» Dataset entries
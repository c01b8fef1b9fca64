//! Position table persistence

use crate::support::{market, position};
use chrono::{Duration, Utc};
use poly_engine::market::Outcome;
use poly_engine::position::{PositionStore, PurgeReason};
use rust_decimal_macros::dec;
use tokio_test::assert_ok;

#[tokio::test]
async fn test_restart_restores_open_positions() {
    let dir = tempfile::tempdir().unwrap();
    let now = Utc::now();
    let store = PositionStore::new(dir.path().join("state/positions.json"), Duration::hours(24));

    let m = market("m1", dec!(0.5), dec!(0.5), Duration::minutes(10), now);
    let mut up = position(&m, Outcome::Up, dec!(0.42), dec!(11.9), now - Duration::minutes(3));
    up.peak_price = dec!(0.47);
    let stale = position(
        &market("m0", dec!(0.5), dec!(0.5), Duration::minutes(10), now),
        Outcome::Down,
        dec!(0.30),
        dec!(5),
        now - Duration::hours(25),
    );
    assert_ok!(store.save(&[up.clone(), stale.clone()]).await);

    let loaded = assert_ok!(store.load(now).await);
    assert_eq!(loaded.kept, vec![up]);
    assert_eq!(loaded.purged.len(), 1);
    assert_eq!(loaded.purged[0].0.token_id, stale.token_id);
    assert_eq!(loaded.purged[0].1, PurgeReason::Stale);
}

#[tokio::test]
async fn test_empty_table_round_trips() {
    let dir = tempfile::tempdir().unwrap();
    let store = PositionStore::new(dir.path().join("positions.json"), Duration::hours(24));

    assert_ok!(store.save(&[]).await);
    let loaded = assert_ok!(store.load(Utc::now()).await);
    assert!(loaded.kept.is_empty());
    assert!(loaded.purged.is_empty());
}
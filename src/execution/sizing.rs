//! Venue-compatible price and size rounding

use crate::exchange::OrderSide;
use rust_decimal::{Decimal, RoundingStrategy};

/// Round a price to the market tick, kept strictly inside (0, 1)
///
/// BUY limits round up and SELL limits round down so the order still
/// crosses the quote it was priced from.
pub fn round_to_tick(price: Decimal, tick: Decimal, side: OrderSide) -> Decimal {
    if tick <= Decimal::ZERO {
        return price;
    }
    let strategy = match side {
        OrderSide::Buy => RoundingStrategy::ToPositiveInfinity,
        OrderSide::Sell => RoundingStrategy::ToZero,
    };
    let ticks = (price / tick).round_dp_with_strategy(0, strategy);
    (ticks * tick).clamp(tick, Decimal::ONE - tick).normalize()
}

/// Round shares up to 2 decimals
pub fn ceil_shares(size: Decimal) -> Decimal {
    size.round_dp_with_strategy(2, RoundingStrategy::ToPositiveInfinity)
}

/// Round shares down to 2 decimals
pub fn floor_shares(size: Decimal) -> Decimal {
    size.round_dp_with_strategy(2, RoundingStrategy::ToZero)
}

/// BUY size that meets the venue minimums at `price`
///
/// Size only ever grows; the price is never touched. Returns `None` when
/// the required size is more than `max_upsize_factor` times the request.
pub fn adjust_buy_size(
    price: Decimal,
    size: Decimal,
    min_shares: Decimal,
    min_value: Decimal,
    max_upsize_factor: Decimal,
) -> Option<Decimal> {
    if price <= Decimal::ZERO || size <= Decimal::ZERO {
        return None;
    }

    let mut shares = size.max(min_shares);
    if price * shares < min_value {
        shares = min_value / price;
    }
    let shares = ceil_shares(shares);

    if shares > size * max_upsize_factor {
        return None;
    }
    Some(shares)
}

» Work required
Make an exact copy of the records.

» Task output
repository c01b8fef1b9fca64
//! Position table persistence

use crate::support::{market, position};
use chrono::{Duration, Utc};
use poly_engine::market::Outcome;
use poly_engine::position::{PositionStore, PurgeReason};
use rust_decimal_macros::dec;
use tokio_test::assert_ok;

#[tokio::test]
async fn test_restart_restores_open_positions() {
    let dir = tempfile::tempdir().unwrap();
    let now = Utc::now();
    let store = PositionStore::new(dir.path().join("state/positions.json"), Duration::hours(24));

    let m = market("m1", dec!(0.5), dec!(0.5), Duration::minutes(10), now);
    let mut up = position(&m, Outcome::Up, dec!(0.42), dec!(11.9), now - Duration::minutes(3));
    up.peak_price = dec!(0.47);
    let stale = position(
        &market("m0", dec!(0.5), dec!(0.5), Duration::minutes(10), now),
        Outcome::Down,
        dec!(0.30),
        dec!(5),
        now - Duration::hours(25),
    );
    assert_ok!(store.save(&[up.clone(), stale.clone()]).await);

    let loaded = assert_ok!(store.load(now).await);
    assert_eq!(loaded.kept, vec![up]);
    assert_eq!(loaded.purged.len(), 1);
    assert_eq!(loaded.purged[0].0.token_id, stale.token_id);
    assert_eq!(loaded.purged[0].1, PurgeReason::Stale);
}

#[tokio::test]
async fn test_empty_table_round_trips() {
    let dir = tempfile::tempdir().unwrap();
    let store = PositionStore::new(dir.path().join("positions.json"), Duration::hours(24));

    assert_ok!(store.save(&[]).await);
    let loaded = assert_ok!(store.load(Utc::now()).await);
    assert!(loaded.kept.is_empty());
    assert!(loaded.purged.is_empty());
}
filename src/execution/sizing.rs
//! Venue-compatible price and size rounding

use crate::exchange::OrderSide;
use rust_decimal::{Decimal, RoundingStrategy};

/// Round a price to the market tick, kept strictly inside (0, 1)
///
/// BUY limits round up and SELL limits round down so the order still
/// crosses the quote it was priced from.
pub fn round_to_tick(price: Decimal, tick: Decimal, side: OrderSide) -> Decimal {
    if tick <= Decimal::ZERO {
        return price;
    }
    let strategy = match side {
        OrderSide::Buy => RoundingStrategy::ToPositiveInfinity,
        OrderSide::Sell => RoundingStrategy::ToZero,
    };
    let ticks = (price / tick).round_dp_with_strategy(0, strategy);
    (ticks * tick).clamp(tick, Decimal::ONE - tick).normalize()
}

/// Round shares up to 2 decimals
pub fn ceil_shares(size: Decimal) -> Decimal {
    size.round_dp_with_strategy(2, RoundingStrategy::ToPositiveInfinity)
}

/// Round shares down to 2 decimals
pub fn floor_shares(size: Decimal) -> Decimal {
    size.round_dp_with_strategy(2, RoundingStrategy::ToZero)
}

/// BUY size that meets the venue minimums at `price`
///
/// Size only ever grows; the price is never touched. Returns `None` when
/// the required size is more than `max_upsize_factor` times the request.
pub fn adjust_buy_size(
    price: Decimal,
    size: Decimal,
    min_shares: Decimal,
    min_value: Decimal,
    max_upsize_factor: Decimal,
) -> Option<Decimal> {
    if price <= Decimal::ZERO || size <= Decimal::ZERO {
        return None;
    }

    let mut shares = size.max(min_shares);
    if price * shares < min_value {
        shares = min_value / price;
    }
    let shares = ceil_shares(shares);

    if shares > size * max_upsize_factor {
        return None;
    }
    Some(shares)
}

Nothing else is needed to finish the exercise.